Radny Jacek Kotula (wyrzucony z klubu Prawo i Sprawiedliwość) w dłuższym wystąpieniu powtórzył szereg zarzutów wobec marszałka Władysława Ortyla i dyrektora szpitala Janusza Ławińskiego. Podnosił m.in. sprzeciw różnych środowisk wobec decyzji.
- To zbrodnicza uchwała, która nie ma nic wspólnego z ideałami naszej partii i dobrem mieszkańców – podsumowywał Jacek Kotula.
- To jest racjonalna decyzja, dlatego wznieśmy się ponad podziały i uwzględnijmy te racjonalne argumenty – apelował do radnych marszałek Ortyl.
Marszałek zaznaczył, że jeszcze żadna decyzja dotycząca służby zdrowia nie była tak dokładnie konsultowana i analizowana przez różne środowiska oraz specjalistów. Marszałek podkreślał również, że uchwała nie odnosi się tylko do likwidacji neurologii, ale chodzi w niej także o psychiatrię i izbę przyjęć, które trzeba dostosować do leczenia w obecnych standardach.
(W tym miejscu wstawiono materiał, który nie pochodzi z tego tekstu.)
use chrono::{DateTime, Duration, Utc};
use futures::{stream, StreamExt};
use log::{debug, error, info, warn};

use crate::auth::Token;
use crate::config::{resolve_workers, FetchSettings, COMMIT_WORKERS, USER_WORKERS};
use crate::error::{CommitLensError, Result};
use crate::report::{CommitRecord, Project, Report};

use super::client::GitLabClient;
use super::commits::fetch_project_commits;
use super::progress::ProgressListener;
use super::projects::list_all_projects;
use super::types::ApiCurrentUser;
use super::users::list_all_users;

/// Commit collection pipeline for one GitLab instance.
///
/// Enumerates projects and users, fans per-project commit retrieval across a
/// bounded worker pool, and assembles the result into a [`Report`].
pub struct GitLabProvider {
    client: GitLabClient,
    base_url: String,
}

impl GitLabProvider {
    pub fn new(base_url: &str, token: Token) -> Result<Self> {
        let client = GitLabClient::new(base_url, token)?;

        Ok(Self {
            client,
            base_url: base_url.to_string(),
        })
    }

    /// Verifies the token against `GET /user`.
    ///
    /// Missing or false admin status is only worth a warning — some
    /// deployments never expose the flag over the API — but any failure of
    /// the call itself is fatal to the run.
    pub async fn authenticate(&self) -> Result<ApiCurrentUser> {
        let user = self
            .client
            .current_user()
            .await
            .map_err(|e| CommitLensError::Auth(e.to_string()))?;

        info!("Successfully authenticated as user: {}", user.username);

        match user.is_admin {
            Some(true) => debug!("Confirmed admin access"),
            _ => warn!(
                "The provided token does not belong to an admin user or admin status cannot be determined. Some data might not be accessible."
            ),
        }

        Ok(user)
    }

    /// Fetches commits for every project inside `[start, end]`, aggregating
    /// in completion order. A project whose fetch degrades to nothing
    /// contributes zero commits without disturbing its siblings.
    pub async fn fetch_window_commits(
        &self,
        projects: &[Project],
        start: DateTime<Utc>,
        end: DateTime<Utc>,
        workers: usize,
        progress: &dyn ProgressListener,
    ) -> Vec<CommitRecord> {
        let total = projects.len();
        info!("Using {workers} workers to process {total} projects");

        let mut results = stream::iter(projects)
            .map(|project| fetch_project_commits(&self.client, project, start, end))
            .buffer_unordered(workers.max(1));

        let mut all_commits = Vec::new();
        let mut completed = 0;
        while let Some(batch) = results.next().await {
            completed += 1;
            all_commits.extend(batch);
            progress.on_progress(completed, total, all_commits.len());
        }

        info!("Total commits retrieved: {}", all_commits.len());
        all_commits
    }

    async fn collect(
        &self,
        settings: &FetchSettings,
        progress: &dyn ProgressListener,
    ) -> Result<Report> {
        self.authenticate().await?;

        let projects = list_all_projects(&self.client).await;

        let user_workers = resolve_workers(settings.workers, USER_WORKERS);
        let users = list_all_users(&self.client, user_workers).await;

        let (start, end) = compute_window(settings.days, Utc::now());
        info!(
            "Retrieving commits between {} and {}",
            start.to_rfc3339(),
            end.to_rfc3339()
        );

        let commit_workers = resolve_workers(settings.workers, COMMIT_WORKERS);
        let commits = self
            .fetch_window_commits(&projects, start, end, commit_workers, progress)
            .await;

        if commits.is_empty() {
            debug!("No commits were found. Possible reasons:");
            debug!("1. No commits were made in the specified time range");
            debug!("2. Token permissions issue - make sure your token has sufficient permissions");
            debug!("3. API limitations - some GitLab instances have restricted APIs");
        }

        Ok(Report::assemble(
            &self.base_url,
            settings.days,
            &projects,
            &users,
            commits,
        ))
    }
}

/// Computes the trailing window: `end = now`, `start = midnight(now)
/// - (days-1) days`, so `days = 1` covers today only. Values below 1 are
/// treated as 1.
pub fn compute_window(days: i64, now: DateTime<Utc>) -> (DateTime<Utc>, DateTime<Utc>) {
    let days = days.max(1);
    let midnight = now
        .date_naive()
        .and_hms_opt(0, 0, 0)
        .expect("midnight is always a valid time")
        .and_utc();
    (midnight - Duration::days(days - 1), now)
}

/// Entry point consumed by the CLI shell (and any other embedder).
///
/// Never raises: a total pipeline failure — bad credentials, unreachable
/// host, invalid configuration — comes back as a well-formed [`Report`] with
/// `metadata.error` set and no commits.
pub async fn collect_commits_data(
    settings: &FetchSettings,
    progress: &dyn ProgressListener,
) -> Report {
    let result = match GitLabProvider::new(&settings.gitlab_url, settings.token.clone()) {
        Ok(provider) => provider.collect(settings, progress).await,
        Err(e) => Err(e),
    };

    match result {
        Ok(report) => report,
        Err(e) => {
            error!("Commit collection failed: {e}");
            Report::failure(&settings.gitlab_url, settings.days, e.to_string())
        }
    }
}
W dyskusji głos zabrała także Dorota Łukaszyk, przewodnicząca komisji zdrowia, która zgłaszała wątpliwości. Obecny był także dr Andrzej Bury w likwidowanej kliniki neurologii.
W głosowaniu projekt proponowany przez marszałka przeszedł. Za taką decyzją było 19 radnych (Prawo i Sprawiedliwość), przeciw było 11 (oprócz opozycji także Jacek Kotula, Adam Drozd i Mariusz Król), dwoje wstrzymało się od głosu – Dorota Łukaszyk i Jerzy Cypryś.